Appeal from a judgment of the Supreme Court (Relihan, Jr., J.), entered January 13, 2000 in Tioga County, which, in a proceeding pursuant to CPLR article 78, granted respondent’s motion to dismiss the petition for failure to name and join a necessary party.
Prior to September 1989, John Derrig was employed as a police officer by respondent. Thereafter, he worked as a detective for the Canandaigua Police Department and, in that capacity, *834investigated petitioner as a suspect in a robbery and assault occurring in September 1989 in the City of Canandaigua, Ontario County. As a result of that investigation, petitioner was indicted and convicted of the crimes of burglary in the first degree, robbery in the second degree, grand larceny in the fourth degree, and assault in the second degree; he was sentenced to a prison term of 12 to 24 years (see, Dunnigan v Keane, 137 F3d 117, 120-121, cert denied 525 US 840).

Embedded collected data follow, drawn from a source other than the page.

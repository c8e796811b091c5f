//! HTTP client construction for the task endpoint.

use reqwest::{Client, RequestBuilder};
use std::collections::HashMap;

use crate::client::ClientError;
use crate::options::ClientOptions;

/// Build a configured HTTP client from client options.
///
/// Applies the optional timeout and proxy. An unparsable proxy URL is a
/// configuration error rather than being silently skipped.
pub fn build_http_client(options: &ClientOptions) -> Result<Client, ClientError> {
    let mut builder = Client::builder();

    if let Some(timeout) = options.timeout {
        builder = builder.timeout(timeout);
    }

    if let Some(proxy_url) = &options.proxy {
        let proxy = reqwest::Proxy::all(proxy_url)
            .map_err(|e| ClientError::Config(format!("invalid proxy {proxy_url}: {e}")))?;
        builder = builder.proxy(proxy);
    }

    Ok(builder.build()?)
}

/// Add extra headers to a request if any are configured.
pub fn add_extra_headers(
    mut request: RequestBuilder,
    extra_headers: &Option<HashMap<String, String>>,
) -> RequestBuilder {
    if let Some(headers) = extra_headers {
        for (key, value) in headers {
            request = request.header(key, value);
        }
    }
    request
}
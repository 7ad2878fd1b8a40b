// SPDX-FileCopyrightText: 2026 Bruno Meilick
// SPDX-License-Identifier: LicenseRef-EPLadder-FreeUse-NoCopy-NoDerivatives
//
// All rights reserved.
//
// This file is part of EPLadder and is proprietary software.
// Unauthorized copying, modification, or distribution is prohibited.

use crate::geometry::Segment;

/// Pixel-to-time conversion that stays valid across zoom changes.
///
/// The factor is recorded at the zoom level in effect when the user calibrated; afterwards
/// `current_cal_factor` rescales it so the same on-screen span keeps reading the same time.
///
/// `current_zoom` is the only zoom the measurement code reads. Region-space widths are scaled
/// by it before conversion, so keep it current with [`Calibration::set_zoom`] whenever the
/// viewport scale changes.
#[derive(Debug, Clone, Copy, PartialEq)]
pub struct Calibration {
    original_zoom: f64,
    current_zoom: f64,
    original_cal_factor: f64,
    is_calibrated: bool,
}

impl Default for Calibration {
    fn default() -> Self {
        Self {
            original_zoom: 1.0,
            current_zoom: 1.0,
            original_cal_factor: 1.0,
            is_calibrated: false,
        }
    }
}

impl Calibration {
    /// Records that `view_width` pixels at `zoom` span `reference_interval` time units.
    ///
    /// Returns `None` (and leaves the calibration untouched) for a non-positive width or
    /// zoom.
    pub fn calibrate(&mut self, view_width: f64, zoom: f64, reference_interval: f64) -> Option<()> {
        let valid = |value: f64| value.is_finite() && value > 0.0;
        if !valid(view_width) || !valid(zoom) || !valid(reference_interval) {
            return None;
        }
        self.original_cal_factor = reference_interval / view_width;
        self.original_zoom = zoom;
        self.current_zoom = zoom;
        self.is_calibrated = true;
        tracing::debug!(view_width, zoom, reference_interval, "calibrated");
        Some(())
    }

    pub fn clear(&mut self) {
        *self = Self { current_zoom: self.current_zoom, ..Self::default() };
    }

    /// Tracks the scroll/zoom subsystem's current scale. Non-positive zooms are ignored.
    pub fn set_zoom(&mut self, zoom: f64) {
        if zoom.is_finite() && zoom > 0.0 {
            self.current_zoom = zoom;
        }
    }

    pub fn is_calibrated(&self) -> bool {
        self.is_calibrated
    }

    pub fn original_zoom(&self) -> f64 {
        self.original_zoom
    }

    pub fn current_zoom(&self) -> f64 {
        self.current_zoom
    }

    pub fn original_cal_factor(&self) -> f64 {
        self.original_cal_factor
    }

    pub fn current_cal_factor(&self) -> f64 {
        (self.original_zoom * self.original_cal_factor) / self.current_zoom
    }

    /// Calibrated time for a view-space horizontal distance.
    pub fn to_time(&self, view_width: f64) -> Option<f64> {
        self.is_calibrated
            .then(|| view_width.abs() * self.current_cal_factor())
    }

    /// Calibrated time for a region-space horizontal distance, scaled by `current_zoom`.
    pub fn region_width_to_time(&self, region_width: f64) -> Option<f64> {
        self.to_time(region_width * self.current_zoom)
    }

    /// Calibrated horizontal extent of a segment given in view coordinates.
    pub fn mark_measurement(&self, view_segment: &Segment) -> Option<f64> {
        self.to_time(view_segment.proximal.x - view_segment.distal.x)
    }
}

On June 10, 1999, petitioner submitted a written request to respondent under the Freedom of Information Law (Public Officers Law art 6) for certain personnel records of Derrig, specifically those pertaining to disciplinary actions. Respondent denied the request on the basis that the records were protected from public disclosure by Civil Rights Law § 50-a. Thereafter, petitioner commenced this CPLR article 78 proceeding seeking an order directing respondent to furnish the records. Respondent served an answer and moved to dismiss the petition on the ground that, inter alia, petitioner failed to join Derrig as a necessary party in the proceeding. Supreme Court granted the motion resulting in this appeal.

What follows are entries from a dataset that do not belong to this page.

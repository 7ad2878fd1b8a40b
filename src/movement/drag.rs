// SPDX-FileCopyrightText: 2026 Bruno Meilick
// SPDX-License-Identifier: LicenseRef-EPLadder-FreeUse-NoCopy-NoDerivatives
//
// All rights reserved.
//
// This file is part of EPLadder and is proprietary software.
// Unauthorized copying, modification, or distribution is prohibited.

use crate::config::EngineConfig;
use crate::geometry::{Point, Segment, Viewport};
use crate::linking::{
    find_nearby_marks, link_nearby_marks, remove_overlapping_marks, snap_to_nearby_marks,
    Proximity,
};
use crate::model::{Anchor, Ladder, LadderError, MarkId, MarkMode};

use super::{move_mark, propagate_to_neighbors, Movement};

/// What a finished drag did to the ladder.
#[derive(Debug, Clone, PartialEq, Eq, Default)]
pub struct DragOutcome {
    /// Marks that gained a link to the dragged mark.
    pub linked: Vec<MarkId>,
    /// Duplicates absorbed by the dragged mark.
    pub removed: Vec<MarkId>,
    /// Marks whose geometry or links changed while finishing, the dragged mark included.
    /// Neighbors handed over from an absorbed duplicate count as changed.
    pub updated: Vec<MarkId>,
}

/// One drag gesture over a single mark: `begin`, any number of `drag_to`, then `end` or
/// `cancel`.
///
/// Links are only created in [`DragSession::end`], so abandoning a session (or calling
/// [`DragSession::cancel`]) never leaves half-linked marks behind.
#[derive(Debug, Clone)]
pub struct DragSession {
    mark_id: MarkId,
    movement: Movement,
    snapshot: Vec<(MarkId, Segment)>,
}

impl DragSession {
    /// Attaches `mark_id` with `anchor` and remembers the geometry `cancel` restores.
    pub fn begin(
        ladder: &mut Ladder,
        mark_id: MarkId,
        anchor: Anchor,
        movement: Movement,
    ) -> Result<Self, LadderError> {
        let mark = ladder.require_mark_mut(mark_id)?;
        mark.set_anchor(anchor);
        mark.set_mode(MarkMode::Attached);

        let mark = ladder.require_mark(mark_id)?;
        let mut snapshot = vec![(mark_id, *mark.segment())];
        snapshot.extend(
            mark.linked()
                .iter()
                .filter_map(|(_, id)| ladder.mark(id).map(|m| (id, *m.segment()))),
        );
        tracing::debug!(%mark_id, ?anchor, ?movement, "drag began");
        Ok(Self { mark_id, movement, snapshot })
    }

    pub fn mark_id(&self) -> MarkId {
        self.mark_id
    }

    pub fn movement(&self) -> Movement {
        self.movement
    }

    /// Moves the dragged mark to a region-relative target.
    pub fn drag_to(
        &mut self,
        ladder: &mut Ladder,
        target: Point,
        viewport: &Viewport,
    ) -> Result<Vec<MarkId>, LadderError> {
        move_mark(ladder, self.mark_id, self.movement, target, viewport)
    }

    /// Moves the dragged mark to a view-space target, interpreted in the mark's own region.
    pub fn drag_to_view(
        &mut self,
        ladder: &mut Ladder,
        view_point: Point,
        viewport: &Viewport,
    ) -> Result<Vec<MarkId>, LadderError> {
        let span = ladder
            .region_of(self.mark_id)
            .ok_or(LadderError::MarkNotFound { mark_id: self.mark_id })?
            .span();
        let target = viewport.to_region_point(view_point, span);
        self.drag_to(ladder, target, viewport)
    }

    /// Settles the mark where it was dropped (see [`settle_mark`]) and releases it.
    pub fn end(
        self,
        ladder: &mut Ladder,
        viewport: &Viewport,
        config: &EngineConfig,
    ) -> Result<DragOutcome, LadderError> {
        let outcome = settle_mark(ladder, self.mark_id, viewport, config)?;
        ladder.unattach_mark(self.mark_id)?;
        tracing::debug!(
            mark_id = %self.mark_id,
            linked = outcome.linked.len(),
            removed = outcome.removed.len(),
            "drag ended"
        );
        Ok(outcome)
    }

    /// Puts every touched mark back where it was when the drag began and releases the mark.
    ///
    /// Returns the marks whose geometry was restored.
    pub fn cancel(self, ladder: &mut Ladder) -> Result<Vec<MarkId>, LadderError> {
        let mut restored = Vec::new();
        for (mark_id, segment) in &self.snapshot {
            let Some(mark) = ladder.mark_mut(*mark_id) else {
                continue;
            };
            if mark.segment() != segment {
                mark.set_segment(*segment);
                restored.push(*mark_id);
            }
        }
        ladder.reassess(restored.iter().copied());
        ladder.unattach_mark(self.mark_id)?;
        tracing::debug!(mark_id = %self.mark_id, restored = restored.len(), "drag cancelled");
        Ok(restored)
    }
}

/// Links and snaps `mark_id` to whatever it sits near, pulls its linked neighbors onto it
/// and absorbs same-region duplicates.
pub fn settle_mark(
    ladder: &mut Ladder,
    mark_id: MarkId,
    viewport: &Viewport,
    config: &EngineConfig,
) -> Result<DragOutcome, LadderError> {
    let linking = Proximity::linking(*viewport, config);
    let nearby = find_nearby_marks(ladder, mark_id, &linking)?;
    let linked = link_nearby_marks(ladder, mark_id, &nearby)?;

    let mut updated = Vec::new();
    if snap_to_nearby_marks(ladder, mark_id, &nearby, viewport)? {
        updated.push(mark_id);
    }
    for neighbor_id in propagate_to_neighbors(ladder, mark_id, viewport)? {
        if !updated.contains(&neighbor_id) {
            updated.push(neighbor_id);
        }
    }

    let overlap = remove_overlapping_marks(ladder, &[mark_id], &linking)?;
    updated.retain(|id| !overlap.removed.contains(id));
    if !overlap.relinked.is_empty() && !updated.contains(&mark_id) {
        updated.push(mark_id);
    }
    for neighbor_id in overlap.relinked {
        if !updated.contains(&neighbor_id) {
            updated.push(neighbor_id);
        }
    }

    ladder.reassess(updated.iter().copied().chain(linked.iter().copied()));
    Ok(DragOutcome { linked, removed: overlap.removed, updated })
}
// SPDX-FileCopyrightText: 2026 Bruno Meilick
// SPDX-License-Identifier: LicenseRef-EPLadder-FreeUse-NoCopy-NoDerivatives
//
// All rights reserved.
//
// This file is part of EPLadder and is proprietary software.
// Unauthorized copying, modification, or distribution is prohibited.

//! Conversion between region-relative and view coordinates.
//!
//! Region-relative x is a zoom-independent horizontal position shared by every region; view x
//! is that position after scaling and scrolling. Region-relative y is a fraction of the owning
//! region's height, view y is absolute.

use super::{Point, Segment};

pub fn to_view_x(region_x: f64, offset: f64, scale: f64) -> f64 {
    scale * region_x - offset
}

pub fn to_region_x(view_x: f64, offset: f64, scale: f64) -> f64 {
    (view_x + offset) / scale
}

/// Horizontal zoom and scroll state supplied by the scroll/zoom subsystem.
#[derive(Debug, Clone, Copy, PartialEq)]
pub struct Viewport {
    pub scale: f64,
    pub offset: f64,
}

impl Default for Viewport {
    fn default() -> Self {
        Self { scale: 1.0, offset: 0.0 }
    }
}

impl Viewport {
    pub fn new(scale: f64, offset: f64) -> Self {
        Self { scale, offset }
    }

    /// Like [`Viewport::new`] but rejects a scale that cannot be inverted.
    pub fn try_new(scale: f64, offset: f64) -> Option<Self> {
        (scale.is_finite() && scale > 0.0 && offset.is_finite()).then_some(Self { scale, offset })
    }

    pub fn to_view_x(&self, region_x: f64) -> f64 {
        to_view_x(region_x, self.offset, self.scale)
    }

    pub fn to_region_x(&self, view_x: f64) -> f64 {
        to_region_x(view_x, self.offset, self.scale)
    }

    pub fn to_view_point(&self, point: Point, span: RegionSpan) -> Point {
        Point::new(self.to_view_x(point.x), span.to_view_y(point.y))
    }

    pub fn to_region_point(&self, point: Point, span: RegionSpan) -> Point {
        Point::new(self.to_region_x(point.x), span.to_region_y(point.y))
    }

    pub fn to_view_segment(&self, segment: &Segment, span: RegionSpan) -> Segment {
        Segment::new(
            self.to_view_point(segment.proximal, span),
            self.to_view_point(segment.distal, span),
        )
    }

    pub fn to_region_segment(&self, segment: &Segment, span: RegionSpan) -> Segment {
        Segment::new(
            self.to_region_point(segment.proximal, span),
            self.to_region_point(segment.distal, span),
        )
    }
}

/// Vertical extent of a region in view space.
#[derive(Debug, Clone, Copy, PartialEq)]
pub struct RegionSpan {
    pub proximal: f64,
    pub distal: f64,
}

impl RegionSpan {
    pub fn new(proximal: f64, distal: f64) -> Self {
        Self { proximal, distal }
    }

    pub fn try_new(proximal: f64, distal: f64) -> Option<Self> {
        let height = distal - proximal;
        (proximal.is_finite() && distal.is_finite() && height.abs() > f64::EPSILON)
            .then_some(Self { proximal, distal })
    }

    pub fn height(&self) -> f64 {
        self.distal - self.proximal
    }

    pub fn to_view_y(&self, region_y: f64) -> f64 {
        self.proximal + region_y * self.height()
    }

    pub fn to_region_y(&self, view_y: f64) -> f64 {
        (view_y - self.proximal) / self.height()
    }

    pub fn contains_view_y(&self, view_y: f64) -> bool {
        view_y >= self.proximal && view_y <= self.distal
    }
}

Under Public Officers Law § 87 (2) (a), an agency may deny access to public records which “are specifically exempted from disclosure by state or federal statute.” Civil Rights Law § 50-a (1) provides, with respect to the personnel records of police officers, as follows: “All personnel records, used to evaluate performance toward continued employment or promotion * * * shall be considered confidential and not subject to inspection or review without the express written consent of such police officer * * * except as may be mandated by lawful court order.” “The legislative purpose [behind the statute] was to prevent disclosure of officers’ personnel records except when a legitimate need for them has been demonstrated sufficiently to obtain a court order” (Matter of Daily Gazette Co. v City of Schenectady, 93 NY2d 145, 155). Thus, the initial burden is on the party seeking the subject records to demonstrate “in good faith, ‘some factual predicate’ warranting the intrusion into the personnel records” (Taran v State of New York, 140 AD2d 429, 432, quoting People v Gissendanner, 48 NY2d 543, 550; see, People v Henry, 242 AD2d 877, lv denied 91 NY2d 834; Flores v City of New York, 207 AD2d 302, 303). “This threshold requirement is designed to eliminate fishing expeditions into police officers’ personnel files for collateral materials to be used for impeachment purposes [citation omitted]” (Zarn v City of New York, 198 AD2d 220, 220-221).

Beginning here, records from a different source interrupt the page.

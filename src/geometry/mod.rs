// SPDX-FileCopyrightText: 2026 Bruno Meilick
// SPDX-License-Identifier: LicenseRef-EPLadder-FreeUse-NoCopy-NoDerivatives
//
// All rights reserved.
//
// This file is part of EPLadder and is proprietary software.
// Unauthorized copying, modification, or distribution is prohibited.

//! Point and segment primitives shared by the transform, movement and linking code.
//!
//! Everything here is pure and allocation-free. Degenerate inputs (horizontal segments, zero
//! length directions) produce `None` rather than panicking because they occur routinely while
//! a mark is being dragged.

pub mod transform;

pub use transform::{RegionSpan, Viewport};

/// Tolerance used for "is this coordinate delta zero" checks.
pub const GEOMETRY_EPSILON: f64 = 1e-9;

#[derive(Debug, Clone, Copy, PartialEq, Default)]
pub struct Point {
    pub x: f64,
    pub y: f64,
}

impl Point {
    pub const fn new(x: f64, y: f64) -> Self {
        Self { x, y }
    }

    pub fn distance(self, other: Point) -> f64 {
        (self.x - other.x).hypot(self.y - other.y)
    }

    fn sub(self, other: Point) -> Point {
        Point::new(self.x - other.x, self.y - other.y)
    }

    fn dot(self, other: Point) -> f64 {
        self.x * other.x + self.y * other.y
    }

    fn cross(self, other: Point) -> f64 {
        self.x * other.y - self.y * other.x
    }
}

/// A directed line segment running from `proximal` (top) to `distal` (bottom).
#[derive(Debug, Clone, Copy, PartialEq, Default)]
pub struct Segment {
    pub proximal: Point,
    pub distal: Point,
}

impl Segment {
    pub const fn new(proximal: Point, distal: Point) -> Self {
        Self { proximal, distal }
    }

    /// Shorthand for a vertical segment spanning a whole region at `x`.
    pub const fn vertical(x: f64) -> Self {
        Self::new(Point::new(x, 0.0), Point::new(x, 1.0))
    }

    pub fn midpoint(&self) -> Point {
        Point::new(
            (self.proximal.x + self.distal.x) / 2.0,
            (self.proximal.y + self.distal.y) / 2.0,
        )
    }

    pub fn length(&self) -> f64 {
        self.proximal.distance(self.distal)
    }

    pub fn width(&self) -> f64 {
        (self.proximal.x - self.distal.x).abs()
    }

    pub fn height(&self) -> f64 {
        (self.proximal.y - self.distal.y).abs()
    }

    pub fn is_horizontal(&self) -> bool {
        self.height() < GEOMETRY_EPSILON
    }

    /// Clamps both endpoints' y into the region-relative range `[0, 1]`.
    pub fn normalized(&self) -> Segment {
        Segment::new(
            Point::new(self.proximal.x, self.proximal.y.clamp(0.0, 1.0)),
            Point::new(self.distal.x, self.distal.y.clamp(0.0, 1.0)),
        )
    }

    /// Returns the x coordinate of the segment's line at height `y`.
    ///
    /// `y` must lie within the segment's vertical extent (endpoints included). Horizontal
    /// segments have no unique answer and return `None`.
    pub fn x_at_y(&self, y: f64) -> Option<f64> {
        let dy = self.distal.y - self.proximal.y;
        if dy.abs() < GEOMETRY_EPSILON {
            return None;
        }
        let (low, high) = if dy > 0.0 {
            (self.proximal.y, self.distal.y)
        } else {
            (self.distal.y, self.proximal.y)
        };
        if y < low - GEOMETRY_EPSILON || y > high + GEOMETRY_EPSILON {
            return None;
        }
        let t = (y - self.proximal.y) / dy;
        Some(self.proximal.x + t * (self.distal.x - self.proximal.x))
    }

    /// [`Segment::x_at_y`] at `point.y`, falling back to the x of whichever endpoint is
    /// nearest `point` when the line is horizontal or does not reach that height.
    pub fn x_at_y_or_nearest(&self, point: Point) -> f64 {
        self.x_at_y(point.y).unwrap_or_else(|| {
            if self.proximal.distance(point) <= self.distal.distance(point) {
                self.proximal.x
            } else {
                self.distal.x
            }
        })
    }

    fn direction(&self) -> Point {
        self.distal.sub(self.proximal)
    }
}

pub fn closest_point_on_segment(point: Point, segment: &Segment) -> Point {
    let dir = segment.direction();
    let len_sq = dir.dot(dir);
    if len_sq < GEOMETRY_EPSILON * GEOMETRY_EPSILON {
        return segment.proximal;
    }
    let t = (point.sub(segment.proximal).dot(dir) / len_sq).clamp(0.0, 1.0);
    Point::new(segment.proximal.x + t * dir.x, segment.proximal.y + t * dir.y)
}

pub fn distance_to_segment(point: Point, segment: &Segment) -> f64 {
    point.distance(closest_point_on_segment(point, segment))
}

/// Smallest of the four endpoint-to-segment distances between `a` and `b`.
///
/// This is what proximity linking thresholds against; unlike [`segment_distance`] it does
/// not collapse to zero for crossing segments.
pub fn endpoint_distance(a: &Segment, b: &Segment) -> f64 {
    [
        distance_to_segment(a.proximal, b),
        distance_to_segment(a.distal, b),
        distance_to_segment(b.proximal, a),
        distance_to_segment(b.distal, a),
    ]
    .into_iter()
    .fold(f64::INFINITY, f64::min)
}

pub fn segment_distance(a: &Segment, b: &Segment) -> f64 {
    if segment_intersection(a, b).is_some() {
        return 0.0;
    }
    endpoint_distance(a, b)
}

/// Intersection point of two segments, if they cross or touch.
///
/// Parallel (including collinear) segments report `None`.
pub fn segment_intersection(a: &Segment, b: &Segment) -> Option<Point> {
    let r = a.direction();
    let s = b.direction();
    let denom = r.cross(s);
    if denom.abs() < GEOMETRY_EPSILON {
        return None;
    }
    let qp = b.proximal.sub(a.proximal);
    let t = qp.cross(s) / denom;
    let u = qp.cross(r) / denom;
    let range = -GEOMETRY_EPSILON..=1.0 + GEOMETRY_EPSILON;
    if !range.contains(&t) || !range.contains(&u) {
        return None;
    }
    Some(Point::new(a.proximal.x + t * r.x, a.proximal.y + t * r.y))
}

/// Whether two segments point along the same line direction.
///
/// `epsilon` bounds the sine of the angle between them. Zero-length segments have no
/// direction and are never parallel.
pub fn are_parallel(a: &Segment, b: &Segment, epsilon: f64) -> bool {
    let r = a.direction();
    let s = b.direction();
    let norms = r.dot(r).sqrt() * s.dot(s).sqrt();
    if norms < GEOMETRY_EPSILON {
        return false;
    }
    (r.cross(s) / norms).abs() < epsilon
}

#[cfg(test)]
mod tests {
    use super::*;

    fn seg(px: f64, py: f64, dx: f64, dy: f64) -> Segment {
        Segment::new(Point::new(px, py), Point::new(dx, dy))
    }

    #[test]
    fn segment_derived_measures() {
        let s = seg(0.0, 0.0, 30.0, 40.0);
        assert_eq!(s.midpoint(), Point::new(15.0, 20.0));
        assert_eq!(s.length(), 50.0);
        assert_eq!(s.width(), 30.0);
        assert_eq!(s.height(), 40.0);
    }

    #[test]
    fn normalized_clamps_y_only() {
        let s = seg(-5.0, -0.5, 12.0, 1.7).normalized();
        assert_eq!(s, seg(-5.0, 0.0, 12.0, 1.0));
    }

    #[test]
    fn x_at_y_interpolates_and_rejects_degenerate_inputs() {
        let s = seg(100.0, 0.0, 200.0, 1.0);
        assert_eq!(s.x_at_y(0.5), Some(150.0));
        assert_eq!(s.x_at_y(0.0), Some(100.0));
        assert_eq!(s.x_at_y(1.0), Some(200.0));
        assert_eq!(s.x_at_y(1.2), None);
        assert_eq!(seg(0.0, 0.4, 10.0, 0.4).x_at_y(0.4), None);

        let reversed = seg(200.0, 1.0, 100.0, 0.0);
        assert_eq!(reversed.x_at_y(0.25), Some(125.0));
    }

    #[test]
    fn x_at_y_or_nearest_falls_back_to_closest_endpoint() {
        let s = seg(100.0, 0.25, 200.0, 0.75);
        assert_eq!(s.x_at_y_or_nearest(Point::new(0.0, 0.5)), 150.0);
        assert_eq!(s.x_at_y_or_nearest(Point::new(90.0, 0.0)), 100.0);
        assert_eq!(s.x_at_y_or_nearest(Point::new(210.0, 1.0)), 200.0);

        let flat = seg(100.0, 0.5, 200.0, 0.5);
        assert_eq!(flat.x_at_y_or_nearest(Point::new(190.0, 0.5)), 200.0);
    }

    #[test]
    fn distance_to_segment_clamps_to_endpoints() {
        let s = seg(0.0, 0.0, 0.0, 10.0);
        assert_eq!(distance_to_segment(Point::new(3.0, 5.0), &s), 3.0);
        assert_eq!(distance_to_segment(Point::new(0.0, 14.0), &s), 4.0);
        assert_eq!(closest_point_on_segment(Point::new(-2.0, -1.0), &s), Point::new(0.0, 0.0));

        let point_like = seg(1.0, 1.0, 1.0, 1.0);
        assert_eq!(distance_to_segment(Point::new(4.0, 5.0), &point_like), 5.0);
    }

    #[test]
    fn intersection_of_crossing_segments() {
        let a = seg(0.0, 0.0, 10.0, 10.0);
        let b = seg(0.0, 10.0, 10.0, 0.0);
        let p = segment_intersection(&a, &b).expect("segments cross");
        assert!((p.x - 5.0).abs() < 1e-9 && (p.y - 5.0).abs() < 1e-9);
        assert_eq!(segment_distance(&a, &b), 0.0);
    }

    #[test]
    fn intersection_misses_when_segments_stop_short() {
        let a = seg(0.0, 0.0, 4.0, 4.0);
        let b = seg(0.0, 10.0, 10.0, 0.0);
        assert_eq!(segment_intersection(&a, &b), None);
        assert!(segment_distance(&a, &b) > 0.0);
        assert_eq!(segment_intersection(&a, &seg(1.0, 0.0, 5.0, 4.0)), None);
    }

    #[test]
    fn parallel_detection_uses_angle_not_offset() {
        let a = seg(0.0, 0.0, 0.0, 100.0);
        assert!(are_parallel(&a, &seg(50.0, 0.0, 50.0, 100.0), 0.01));
        assert!(are_parallel(&a, &seg(50.0, 100.0, 50.0, 0.0), 0.01));
        assert!(!are_parallel(&a, &seg(0.0, 0.0, 40.0, 100.0), 0.01));
        assert!(!are_parallel(&a, &seg(3.0, 3.0, 3.0, 3.0), 0.01));
    }

    #[test]
    fn endpoint_distance_is_minimum_of_four() {
        let a = seg(0.0, 0.0, 0.0, 10.0);
        let b = seg(7.0, 12.0, 20.0, 30.0);
        let expected = Point::new(0.0, 10.0).distance(Point::new(7.0, 12.0));
        assert!((endpoint_distance(&a, &b) - expected).abs() < 1e-9);
    }
}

We agree with Supreme Court that Derrig is a necessary *835party to this proceeding inasmuch as Civil Rights Law § 50-a (2) specifically provides that, in reviewing requests for disclosure of police personnel records, the court shall “give interested parties the opportunity to be heard” and Derrig stands to be inequitably affected by any judgment rendered in the proceeding (see, CPLR 1001 [a]).
In any event, even if Derrig had been joined in this proceeding, petitioner has not satisfied his burden of establishing entitlement to disclosure of the requested records. In his supporting papers, petitioner made allegations that Derrig, while employed by respondent, was involved in misconduct involving a prominent member of the community resulting in adverse employment action. Significantly, however, petitioner has failed to show how the requested personnel records are relevant to his claims of improprieties allegedly committed by Derrig during his criminal trial and further concedes that any action or claim he may have against Derrig or the City of Canandaigua is now time barred. Under the particular circumstances presented herein, we conclude that the petition was properly dismissed.
Peters, Spain, Mugglin and Lahtinen, JJ., concur. Ordered that the judgment is affirmed, without costs.